BRIEF: Return each record shown beneath, word for word.

PROVIDED RECORDS:

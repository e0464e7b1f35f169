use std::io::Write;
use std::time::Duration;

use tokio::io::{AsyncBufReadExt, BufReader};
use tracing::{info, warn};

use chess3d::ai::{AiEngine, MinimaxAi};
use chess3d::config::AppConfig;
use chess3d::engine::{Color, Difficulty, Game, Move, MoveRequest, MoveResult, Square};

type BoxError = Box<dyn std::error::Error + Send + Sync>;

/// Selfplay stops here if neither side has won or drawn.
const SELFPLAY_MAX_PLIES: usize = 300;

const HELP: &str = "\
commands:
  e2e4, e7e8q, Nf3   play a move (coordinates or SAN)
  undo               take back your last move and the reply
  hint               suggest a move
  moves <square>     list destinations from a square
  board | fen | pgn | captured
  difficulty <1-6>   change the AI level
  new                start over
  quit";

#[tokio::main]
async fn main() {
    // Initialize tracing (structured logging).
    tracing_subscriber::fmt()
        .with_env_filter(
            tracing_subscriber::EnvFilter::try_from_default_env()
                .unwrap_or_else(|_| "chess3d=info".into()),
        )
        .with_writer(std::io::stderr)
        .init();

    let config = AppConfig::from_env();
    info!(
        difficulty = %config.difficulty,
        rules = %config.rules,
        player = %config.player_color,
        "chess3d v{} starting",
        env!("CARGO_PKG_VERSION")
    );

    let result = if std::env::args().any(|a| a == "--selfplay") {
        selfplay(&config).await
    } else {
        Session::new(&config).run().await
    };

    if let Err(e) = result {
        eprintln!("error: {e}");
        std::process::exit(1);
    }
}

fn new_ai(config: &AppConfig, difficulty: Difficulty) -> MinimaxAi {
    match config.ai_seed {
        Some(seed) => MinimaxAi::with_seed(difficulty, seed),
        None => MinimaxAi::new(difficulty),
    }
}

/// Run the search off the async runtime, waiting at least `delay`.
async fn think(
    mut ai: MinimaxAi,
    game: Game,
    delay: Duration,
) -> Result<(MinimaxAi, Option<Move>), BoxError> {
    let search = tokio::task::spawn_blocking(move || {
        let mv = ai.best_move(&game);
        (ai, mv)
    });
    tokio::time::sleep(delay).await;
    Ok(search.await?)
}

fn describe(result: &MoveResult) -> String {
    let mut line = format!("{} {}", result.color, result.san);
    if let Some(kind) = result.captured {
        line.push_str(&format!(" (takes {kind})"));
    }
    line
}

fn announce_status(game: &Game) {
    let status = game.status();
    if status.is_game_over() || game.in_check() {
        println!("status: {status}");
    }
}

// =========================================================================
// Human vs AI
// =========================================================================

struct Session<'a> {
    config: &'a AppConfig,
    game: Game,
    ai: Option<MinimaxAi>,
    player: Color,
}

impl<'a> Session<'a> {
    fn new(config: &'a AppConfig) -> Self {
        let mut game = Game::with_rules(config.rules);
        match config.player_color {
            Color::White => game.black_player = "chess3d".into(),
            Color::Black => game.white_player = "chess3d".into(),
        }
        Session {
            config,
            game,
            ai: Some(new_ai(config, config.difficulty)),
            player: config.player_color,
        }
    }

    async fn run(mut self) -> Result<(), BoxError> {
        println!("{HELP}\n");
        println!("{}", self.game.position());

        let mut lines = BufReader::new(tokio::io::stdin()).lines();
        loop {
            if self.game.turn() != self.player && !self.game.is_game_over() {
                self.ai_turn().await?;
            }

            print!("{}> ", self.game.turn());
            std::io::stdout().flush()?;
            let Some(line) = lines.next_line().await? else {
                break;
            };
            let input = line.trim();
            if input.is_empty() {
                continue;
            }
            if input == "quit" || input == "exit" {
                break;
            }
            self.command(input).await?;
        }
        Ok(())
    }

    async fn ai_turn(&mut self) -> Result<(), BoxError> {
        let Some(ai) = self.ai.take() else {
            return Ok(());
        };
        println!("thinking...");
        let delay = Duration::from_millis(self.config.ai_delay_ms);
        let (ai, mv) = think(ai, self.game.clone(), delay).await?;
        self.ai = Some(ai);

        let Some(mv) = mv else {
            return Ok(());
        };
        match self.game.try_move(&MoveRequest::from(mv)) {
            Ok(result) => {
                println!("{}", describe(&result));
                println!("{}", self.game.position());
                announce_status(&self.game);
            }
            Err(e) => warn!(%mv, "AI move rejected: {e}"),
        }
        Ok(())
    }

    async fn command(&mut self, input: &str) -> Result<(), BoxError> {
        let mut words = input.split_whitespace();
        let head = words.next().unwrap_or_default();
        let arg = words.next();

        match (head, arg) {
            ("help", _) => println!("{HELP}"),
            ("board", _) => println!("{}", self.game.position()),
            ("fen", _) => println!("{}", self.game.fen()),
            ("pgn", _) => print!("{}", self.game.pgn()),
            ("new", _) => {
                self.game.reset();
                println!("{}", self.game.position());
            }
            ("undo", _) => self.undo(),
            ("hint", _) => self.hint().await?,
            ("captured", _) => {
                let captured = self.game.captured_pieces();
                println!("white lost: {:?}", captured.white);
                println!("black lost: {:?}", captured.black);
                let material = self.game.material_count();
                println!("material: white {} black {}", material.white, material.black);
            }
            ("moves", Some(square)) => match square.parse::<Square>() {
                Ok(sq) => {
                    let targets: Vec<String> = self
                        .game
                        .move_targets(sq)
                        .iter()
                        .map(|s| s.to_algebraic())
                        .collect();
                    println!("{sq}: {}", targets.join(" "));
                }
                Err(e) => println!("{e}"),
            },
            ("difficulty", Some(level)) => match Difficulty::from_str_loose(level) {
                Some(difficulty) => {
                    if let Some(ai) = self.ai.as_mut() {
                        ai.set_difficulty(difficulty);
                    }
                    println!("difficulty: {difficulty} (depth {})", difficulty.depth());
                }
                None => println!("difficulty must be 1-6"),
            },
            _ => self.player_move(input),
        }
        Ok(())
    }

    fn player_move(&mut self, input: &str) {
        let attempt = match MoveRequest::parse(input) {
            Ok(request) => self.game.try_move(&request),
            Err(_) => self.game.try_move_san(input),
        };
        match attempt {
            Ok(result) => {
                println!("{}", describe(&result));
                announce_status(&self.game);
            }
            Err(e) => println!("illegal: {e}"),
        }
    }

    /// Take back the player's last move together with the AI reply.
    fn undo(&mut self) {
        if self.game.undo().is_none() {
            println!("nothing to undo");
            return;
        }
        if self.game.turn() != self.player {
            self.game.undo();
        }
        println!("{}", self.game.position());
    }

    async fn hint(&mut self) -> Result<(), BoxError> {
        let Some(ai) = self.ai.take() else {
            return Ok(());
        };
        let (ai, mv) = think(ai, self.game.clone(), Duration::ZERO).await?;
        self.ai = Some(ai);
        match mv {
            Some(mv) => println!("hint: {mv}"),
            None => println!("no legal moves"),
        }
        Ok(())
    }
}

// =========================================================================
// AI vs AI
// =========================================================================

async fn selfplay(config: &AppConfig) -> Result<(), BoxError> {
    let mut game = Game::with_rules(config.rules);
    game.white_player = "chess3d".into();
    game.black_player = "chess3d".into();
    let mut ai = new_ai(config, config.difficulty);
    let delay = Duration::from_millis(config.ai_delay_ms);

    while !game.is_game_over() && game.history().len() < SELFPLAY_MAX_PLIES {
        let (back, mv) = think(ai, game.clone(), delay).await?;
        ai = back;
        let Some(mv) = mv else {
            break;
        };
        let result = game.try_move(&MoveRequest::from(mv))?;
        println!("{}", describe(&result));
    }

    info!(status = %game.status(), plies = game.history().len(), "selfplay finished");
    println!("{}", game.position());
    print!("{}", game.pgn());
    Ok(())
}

WRITTEN SOLUTION:
repository e0464e7b1f35f169
use std::io::Write;
use std::time::Duration;

use tokio::io::{AsyncBufReadExt, BufReader};
use tracing::{info, warn};

use chess3d::ai::{AiEngine, MinimaxAi};
use chess3d::config::AppConfig;
use chess3d::engine::{Color, Difficulty, Game, Move, MoveRequest, MoveResult, Square};

type BoxError = Box<dyn std::error::Error + Send + Sync>;

/// Selfplay stops here if neither side has won or drawn.
const SELFPLAY_MAX_PLIES: usize = 300;

const HELP: &str = "\
commands:
  e2e4, e7e8q, Nf3   play a move (coordinates or SAN)
  undo               take back your last move and the reply
  hint               suggest a move
  moves <square>     list destinations from a square
  board | fen | pgn | captured
  difficulty <1-6>   change the AI level
  new                start over
  quit";

#[tokio::main]
async fn main() {
    // Initialize tracing (structured logging).
    tracing_subscriber::fmt()
        .with_env_filter(
            tracing_subscriber::EnvFilter::try_from_default_env()
                .unwrap_or_else(|_| "chess3d=info".into()),
        )
        .with_writer(std::io::stderr)
        .init();

    let config = AppConfig::from_env();
    info!(
        difficulty = %config.difficulty,
        rules = %config.rules,
        player = %config.player_color,
        "chess3d v{} starting",
        env!("CARGO_PKG_VERSION")
    );

    let result = if std::env::args().any(|a| a == "--selfplay") {
        selfplay(&config).await
    } else {
        Session::new(&config).run().await
    };

    if let Err(e) = result {
        eprintln!("error: {e}");
        std::process::exit(1);
    }
}

fn new_ai(config: &AppConfig, difficulty: Difficulty) -> MinimaxAi {
    match config.ai_seed {
        Some(seed) => MinimaxAi::with_seed(difficulty, seed),
        None => MinimaxAi::new(difficulty),
    }
}

/// Run the search off the async runtime, waiting at least `delay`.
async fn think(
    mut ai: MinimaxAi,
    game: Game,
    delay: Duration,
) -> Result<(MinimaxAi, Option<Move>), BoxError> {
    let search = tokio::task::spawn_blocking(move || {
        let mv = ai.best_move(&game);
        (ai, mv)
    });
    tokio::time::sleep(delay).await;
    Ok(search.await?)
}

fn describe(result: &MoveResult) -> String {
    let mut line = format!("{} {}", result.color, result.san);
    if let Some(kind) = result.captured {
        line.push_str(&format!(" (takes {kind})"));
    }
    line
}

fn announce_status(game: &Game) {
    let status = game.status();
    if status.is_game_over() || game.in_check() {
        println!("status: {status}");
    }
}

// =========================================================================
// Human vs AI
// =========================================================================

struct Session<'a> {
    config: &'a AppConfig,
    game: Game,
    ai: Option<MinimaxAi>,
    player: Color,
}

impl<'a> Session<'a> {
    fn new(config: &'a AppConfig) -> Self {
        let mut game = Game::with_rules(config.rules);
        match config.player_color {
            Color::White => game.black_player = "chess3d".into(),
            Color::Black => game.white_player = "chess3d".into(),
        }
        Session {
            config,
            game,
            ai: Some(new_ai(config, config.difficulty)),
            player: config.player_color,
        }
    }

    async fn run(mut self) -> Result<(), BoxError> {
        println!("{HELP}\n");
        println!("{}", self.game.position());

        let mut lines = BufReader::new(tokio::io::stdin()).lines();
        loop {
            if self.game.turn() != self.player && !self.game.is_game_over() {
                self.ai_turn().await?;
            }

            print!("{}> ", self.game.turn());
            std::io::stdout().flush()?;
            let Some(line) = lines.next_line().await? else {
                break;
            };
            let input = line.trim();
            if input.is_empty() {
                continue;
            }
            if input == "quit" || input == "exit" {
                break;
            }
            self.command(input).await?;
        }
        Ok(())
    }

    async fn ai_turn(&mut self) -> Result<(), BoxError> {
        let Some(ai) = self.ai.take() else {
            return Ok(());
        };
        println!("thinking...");
        let delay = Duration::from_millis(self.config.ai_delay_ms);
        let (ai, mv) = think(ai, self.game.clone(), delay).await?;
        self.ai = Some(ai);

        let Some(mv) = mv else {
            return Ok(());
        };
        match self.game.try_move(&MoveRequest::from(mv)) {
            Ok(result) => {
                println!("{}", describe(&result));
                println!("{}", self.game.position());
                announce_status(&self.game);
            }
            Err(e) => warn!(%mv, "AI move rejected: {e}"),
        }
        Ok(())
    }

    async fn command(&mut self, input: &str) -> Result<(), BoxError> {
        let mut words = input.split_whitespace();
        let head = words.next().unwrap_or_default();
        let arg = words.next();

        match (head, arg) {
            ("help", _) => println!("{HELP}"),
            ("board", _) => println!("{}", self.game.position()),
            ("fen", _) => println!("{}", self.game.fen()),
            ("pgn", _) => print!("{}", self.game.pgn()),
            ("new", _) => {
                self.game.reset();
                println!("{}", self.game.position());
            }
            ("undo", _) => self.undo(),
            ("hint", _) => self.hint().await?,
            ("captured", _) => {
                let captured = self.game.captured_pieces();
                println!("white lost: {:?}", captured.white);
                println!("black lost: {:?}", captured.black);
                let material = self.game.material_count();
                println!("material: white {} black {}", material.white, material.black);
            }
            ("moves", Some(square)) => match square.parse::<Square>() {
                Ok(sq) => {
                    let targets: Vec<String> = self
                        .game
                        .move_targets(sq)
                        .iter()
                        .map(|s| s.to_algebraic())
                        .collect();
                    println!("{sq}: {}", targets.join(" "));
                }
                Err(e) => println!("{e}"),
            },
            ("difficulty", Some(level)) => match Difficulty::from_str_loose(level) {
                Some(difficulty) => {
                    if let Some(ai) = self.ai.as_mut() {
                        ai.set_difficulty(difficulty);
                    }
                    println!("difficulty: {difficulty} (depth {})", difficulty.depth());
                }
                None => println!("difficulty must be 1-6"),
            },
            _ => self.player_move(input),
        }
        Ok(())
    }

    fn player_move(&mut self, input: &str) {
        let attempt = match MoveRequest::parse(input) {
            Ok(request) => self.game.try_move(&request),
            Err(_) => self.game.try_move_san(input),
        };
        match attempt {
            Ok(result) => {
                println!("{}", describe(&result));
                announce_status(&self.game);
            }
            Err(e) => println!("illegal: {e}"),
        }
    }

    /// Take back the player's last move together with the AI reply.
    fn undo(&mut self) {
        if self.game.undo().is_none() {
            println!("nothing to undo");
            return;
        }
        if self.game.turn() != self.player {
            self.game.undo();
        }
        println!("{}", self.game.position());
    }

    async fn hint(&mut self) -> Result<(), BoxError> {
        let Some(ai) = self.ai.take() else {
            return Ok(());
        };
        let (ai, mv) = think(ai, self.game.clone(), Duration::ZERO).await?;
        self.ai = Some(ai);
        match mv {
            Some(mv) => println!("hint: {mv}"),
            None => println!("no legal moves"),
        }
        Ok(())
    }
}

// =========================================================================
// AI vs AI
// =========================================================================

async fn selfplay(config: &AppConfig) -> Result<(), BoxError> {
    let mut game = Game::with_rules(config.rules);
    game.white_player = "chess3d".into();
    game.black_player = "chess3d".into();
    let mut ai = new_ai(config, config.difficulty);
    let delay = Duration::from_millis(config.ai_delay_ms);

    while !game.is_game_over() && game.history().len() < SELFPLAY_MAX_PLIES {
        let (back, mv) = think(ai, game.clone(), delay).await?;
        ai = back;
        let Some(mv) = mv else {
            break;
        };
        let result = game.try_move(&MoveRequest::from(mv))?;
        println!("{}", describe(&result));
    }

    info!(status = %game.status(), plies = game.history().len(), "selfplay finished");
    println!("{}", game.position());
    print!("{}", game.pgn());
    Ok(())
}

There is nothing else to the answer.